Parasha Korach


Korte samenvatting van de parasha Korach.

Korach was een Leviet en twistte met Aäron wie de werkelijke kohanim (priesters) mochten zijn. Als Leviet was hij vanzelfsprekend familie van Aäron. Korach was met nog 3 mannen, namelijk Dathan en Abiram en On samengekomen, evenals 250 oversten uit het volk. Dit waren dus leiders. God zei tegen Mozes dat er bij elke stam een staf van de leider genomen moest worden. Voor de stam Levi was Aäron de leider. De staven moesten worden weggelegd in de tent van samenkomst. Vervolgens kwam de staf van Aäron in bloei en droeg zelfs amandelen. Dit wonder was een teken dat God Aäron had uitverkozen. .

De zonde van Korach was dat hij Mozes niet vertrouwde en zichzelf de functie van hogepriester wilde toe-eigenen. In Num. 16:5,  staat: dat de HEERE bekend zal maken wie van Hem is, en wie de heilige is die Hij in Zijn nabijheid zal laten komen. Wie Hij kiest, zal Hij in Zijn nabijheid laten komen.’’ Aäron werd in zijn aangevochten positie door God bevestigd en God voltrok een oordeel over Korach en zijn medestanders.

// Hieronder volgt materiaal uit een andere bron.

use crate::carousel::CarouselItem;
use crate::research::{LabFact, PipelineStep, Publication, ResearchTeaser};

pub const SCHOLAR_PROFILE_URL: &str = "https://scholar.google.com/citations?user=your-scholar-id";

/// Facts shown under the lab hero title.
pub static LAB_FACTS: [LabFact; 3] = [
    LabFact {
        label: "Primary Focus",
        value: "Deep Learning & Plant Pathology",
        note: None,
    },
    LabFact {
        label: "Current Status",
        value: "MODEL_TRAINING",
        note: Some("Validation Acc: 94%+"),
    },
    LabFact {
        label: "Affiliation",
        value: "University of Ruhuna, Department Of Computer Science",
        note: None,
    },
];

/// The four-stage methodology, in order.
pub static PIPELINE: [PipelineStep; 4] = [
    PipelineStep {
        title: "Data Collection",
        description: "Gathering real-world leaf images of Rice & Chilli crops in diverse field conditions.",
    },
    PipelineStep {
        title: "Preprocessing",
        description: "Data cleaning, augmentation, and labeling to ensure robust model training.",
    },
    PipelineStep {
        title: "Model Design",
        description: "Training Convolutional Neural Networks (CNNs) to identify disease patterns.",
    },
    PipelineStep {
        title: "Evaluation",
        description: "Validating detection accuracy and refining the architecture for real-world use.",
    },
];

/// Slides of the lab's experiment gallery.
pub static RESEARCH_GALLERY: [CarouselItem; 3] = [
    CarouselItem::new(
        "https://images.unsplash.com/photo-1586771107445-d3ca888129ff?auto=format&fit=crop&q=80&w=2072",
        "Rice Leaf Analysis",
    )
    .with_description(
        "High-resolution imagery of rice crops used for training disease detection models.",
    ),
    CarouselItem::new(
        "https://images.unsplash.com/photo-1620712943543-bcc4688e7485?q=80&w=2065&auto=format&fit=crop",
        "Chilli Crop Inspection",
    )
    .with_description(
        "Field data collection for chilli plants, capturing various stages of growth and health.",
    ),
    CarouselItem::new(
        "https://images.unsplash.com/photo-1555949963-ff9fe0c870eb?auto=format&fit=crop&q=80&w=2070",
        "CNN Model Architecture",
    )
    .with_description(
        "Visualizing the convolutional neural network pipeline for image processing and classification.",
    ),
];

pub static PUBLICATIONS: [Publication; 2] = [
    Publication {
        title: "Deep CNN for Plant Disease Detection in Rice Crops",
        description: "A novel approach to identifying Brown Spot and Leaf Blast diseases using transfer learning.",
        venue: "IEEE International Conference on Image Processing (ICIP)",
        year: "2025",
        image_url: "https://images.unsplash.com/photo-1581092921462-698338d35393?q=80&w=2070&auto=format&fit=crop",
        scholar_url: "https://scholar.google.com/scholar?q=deep+cnn+plant+disease",
    },
    Publication {
        title: "Scalable Framework for Multi-Crop Disease Classification",
        description: "An extendable architecture for applying CNN-based disease detection to new crop types.",
        venue: "Journal of Agricultural AI",
        year: "2024",
        image_url: "https://images.unsplash.com/photo-1555949963-ff9fe0c870eb?q=80&w=2070&auto=format&fit=crop",
        scholar_url: "https://scholar.google.com/scholar?q=scalable+framework+crop+disease",
    },
];

pub static RESEARCH_TEASER: ResearchTeaser = ResearchTeaser {
    feature_image: "https://images.unsplash.com/photo-1586771107445-d3ca888129ff?auto=format&fit=crop&q=80&w=2072",
    crops_image: "https://images.unsplash.com/photo-1620712943543-bcc4688e7485?q=80&w=2065&auto=format&fit=crop",
    data_image: "https://images.unsplash.com/photo-1551288049-bebda4e38f71?auto=format&fit=crop&q=80&w=2070",
};
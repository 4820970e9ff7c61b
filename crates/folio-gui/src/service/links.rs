//! Outbound links.

use crate::error::GuiError;

/// Open `url` with the platform opener.
///
/// Failures are logged and otherwise ignored.
pub fn open_link(url: &str) {
    tracing::info!(url, "opening link");
    if let Err(error) = open::that(url) {
        let error = GuiError::link_open(url, error);
        tracing::warn!(%error, category = error.category().label(), "link not opened");
    }
}
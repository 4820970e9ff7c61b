//! Research lab page: hero, pipeline, experiment gallery, and publications.

use folio_core::{Carousel, CarouselSlot, RevealTarget};
use folio_model::content::{
    LAB_FACTS, PIPELINE, PUBLICATIONS, RESEARCH_GALLERY, SCHOLAR_PROFILE_URL,
};
use folio_model::{Accent, CarouselItem, CarouselMode, LabFact, NavTarget, PipelineStep, SectionId};
use iced::widget::{Column, Row, button, column, container, row, text};
use iced::{Alignment, Element, Length, Theme};
use iced_fonts::lucide;

use super::header::navigate;
use super::{muted, muted_style, section};
use crate::component::{Slideshow, accent_tag, section_header};
use crate::message::Message;
use crate::state::{AppState, PageLayout};
use crate::theme::{
    FONT_BOLD, FONT_SEMIBOLD, FONT_SIZE_BODY, FONT_SIZE_CAPTION, FONT_SIZE_DISPLAY,
    FONT_SIZE_SMALL, FONT_SIZE_SUBTITLE, FONT_SIZE_TITLE, FolioColors, ICON_SIZE_LG,
    ICON_SIZE_SM, SPACING_LG, SPACING_MD, SPACING_SM, SPACING_XL, SPACING_XS, accent_chip,
    accent_color, button_ghost, button_secondary, glass_card,
};

pub fn view_research<'a>(state: &'a AppState, layout: &PageLayout) -> Element<'a, Message> {
    let narrow = state.width_class().is_narrow();
    column![
        section(layout, "lab-hero", lab_hero(narrow)),
        section(layout, "pipeline", pipeline(narrow)),
        section(layout, "gallery", gallery(state, narrow)),
        section(layout, "publications", publications(state, narrow)),
    ]
    .into()
}

fn lab_hero(narrow: bool) -> Element<'static, Message> {
    let back = button(
        row![
            lucide::chevron_left().size(ICON_SIZE_SM),
            text("Back to Portfolio").size(FONT_SIZE_SMALL),
        ]
        .spacing(SPACING_XS)
        .align_y(Alignment::Center),
    )
    .on_press(navigate(NavTarget::Section(SectionId::Home)))
    .padding([SPACING_XS, SPACING_SM])
    .style(button_ghost);

    let title = column![
        text("RESEARCH").size(FONT_SIZE_DISPLAY).font(FONT_BOLD),
        text("LAB_01")
            .size(FONT_SIZE_DISPLAY)
            .font(FONT_BOLD)
            .style(muted_style),
    ];

    let facts = LAB_FACTS.iter().map(lab_fact);
    let facts: Element<'static, Message> = if narrow {
        Column::with_children(facts).spacing(SPACING_LG).into()
    } else {
        Row::with_children(facts).spacing(SPACING_XL).into()
    };

    column![
        back,
        accent_tag("Live Environment", Accent::Rose),
        title,
        facts,
    ]
    .spacing(SPACING_LG)
    .into()
}

fn lab_fact(fact: &'static LabFact) -> Element<'static, Message> {
    let mut block = column![
        text(fact.label.to_uppercase())
            .size(FONT_SIZE_CAPTION)
            .style(muted_style),
        text(fact.value).size(FONT_SIZE_TITLE).font(FONT_SEMIBOLD),
    ]
    .spacing(SPACING_XS);
    if let Some(note) = fact.note {
        block = block.push(text(note).size(FONT_SIZE_CAPTION).style(muted_style));
    }
    container(block).width(Length::FillPortion(1)).into()
}

fn pipeline(narrow: bool) -> Element<'static, Message> {
    let header = section_header(
        None,
        "Research Pipeline",
        Some("A systematic, four-stage process from data acquisition to model validation."),
    );

    let steps = PIPELINE
        .iter()
        .enumerate()
        .map(|(index, step)| pipeline_step(index, step));
    let steps: Element<'static, Message> = if narrow {
        Column::with_children(steps).spacing(SPACING_MD).into()
    } else {
        Row::with_children(steps).spacing(SPACING_MD).into()
    };

    column![header, steps].spacing(SPACING_LG).into()
}

fn pipeline_step(index: usize, step: &'static PipelineStep) -> Element<'static, Message> {
    let icon = match index {
        0 => lucide::database(),
        1 => lucide::code(),
        2 => lucide::cpu(),
        _ => lucide::activity(),
    };

    container(
        column![
            container(icon.size(ICON_SIZE_LG))
                .padding(SPACING_MD)
                .style(accent_chip(accent_color(Accent::Cyan))),
            text(format!("STEP {:02}", index + 1))
                .size(FONT_SIZE_SMALL)
                .style(|theme: &Theme| text::Style {
                    color: Some(theme.accent(Accent::Cyan)),
                }),
            text(step.title).size(FONT_SIZE_TITLE).font(FONT_BOLD),
            muted(step.description, FONT_SIZE_BODY),
        ]
        .spacing(SPACING_SM)
        .align_x(Alignment::Center),
    )
    .padding(SPACING_LG)
    .width(Length::FillPortion(1))
    .style(glass_card)
    .into()
}

fn gallery(state: &AppState, narrow: bool) -> Element<'_, Message> {
    let slot = CarouselSlot::ResearchGallery;
    Slideshow::new(slot, RESEARCH_GALLERY.to_vec(), state.session.carousel(slot))
        .mode(CarouselMode::Gallery)
        .height(if narrow { 320.0 } else { 440.0 })
        .view(&state.images)
}

fn publications(state: &AppState, narrow: bool) -> Element<'_, Message> {
    let header = column![
        text("Publications & Citations")
            .size(FONT_SIZE_TITLE * 1.5)
            .font(FONT_BOLD),
        muted(
            "A selection of peer-reviewed papers and articles. For a complete list, please view \
             my Google Scholar profile.",
            FONT_SIZE_SUBTITLE,
        ),
    ]
    .spacing(SPACING_SM);

    if !state.session.reveals().is_revealed(RevealTarget::Publications) {
        return header.into();
    }

    let slot = CarouselSlot::Publications;
    let carousel = state.session.carousel(slot);
    let items: Vec<CarouselItem> = PUBLICATIONS.iter().map(CarouselItem::from).collect();
    let slides = Slideshow::new(slot, items, carousel)
        .mode(CarouselMode::Publication)
        .height(if narrow { 280.0 } else { 360.0 })
        .view(&state.images);

    let current = carousel.map_or(0, Carousel::index);
    let mut links = row![].spacing(SPACING_MD).align_y(Alignment::Center);
    if let Some(publication) = PUBLICATIONS.get(current) {
        links = links.push(
            button(
                row![
                    text("Read on Google Scholar").font(FONT_SEMIBOLD),
                    lucide::external_link().size(ICON_SIZE_SM),
                ]
                .spacing(SPACING_XS)
                .align_y(Alignment::Center),
            )
            .on_press(Message::OpenLink(publication.scholar_url))
            .padding([SPACING_SM, SPACING_MD])
            .style(button_ghost),
        );
    }
    links = links.push(
        button(text("View Full Scholar Profile").font(FONT_BOLD))
            .on_press(Message::OpenLink(SCHOLAR_PROFILE_URL))
            .padding([SPACING_SM, SPACING_LG])
            .style(button_secondary),
    );

    column![header, slides, container(links).center_x(Length::Fill)]
        .spacing(SPACING_LG)
        .into()
}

De lezing uit de haftara (profeten uit OT) sluit aan op het Toragedeelte over Korach. In Numeri 16:30 staat dat het volk YHWH had VERWORPEN. Na de confrontatie tussen Mozes en Korach en zijn aanhangers schreeuwde Mozes in Num. 16:15 zijn verontwaardiging uit naar YHWH. In de geschiedenis van de aanstelling van Saul als koning, was Samuël ontstemd omdat het volk een koning wilde hebben zoals de omringende volken.   Samuel 8: 6-7 want zij hebben ú niet VERWORPEN, maar Míj hebben zij VERWORPEN, dat Ik geen Koning over hen zou zijn. In 1 Sam. 12:3 zegt Samuel tot God dat hij geen ezel of iets anders van het volk heeft afgenomen. Hetzelfde wat Mozes ook het volk voor de voeten werpt in Numeri 16:15.

In de Brit Chadasha (NT) gaat het over Ananias en Saffira die de Heilige Geest bedriegen en met een deel van het bedrag komen waarvan ze gezegd hadden dat ze alles gaven. Ook zij werden, net als Korach c.s., door God gedood.


Parasha KORACH -  קֹרַח

Numeri 16:1 – 18:32

1 Samuël 11:14 – 12:22

Handelingen 5:1-11

Parasha KORACH -  קֹרַח

NUMERI - BEMIDBAR  -בְּמִדְבַּר

Num.16:1 Korach  קֹרַח nu, de zoon van Jizhar, zoon van Kahath, zoon van Levi, nam zowel Dathan en Abiram, zonen van Eliab, als On, de zoon van Peleth, nakomelingen van Ruben, met zich mee.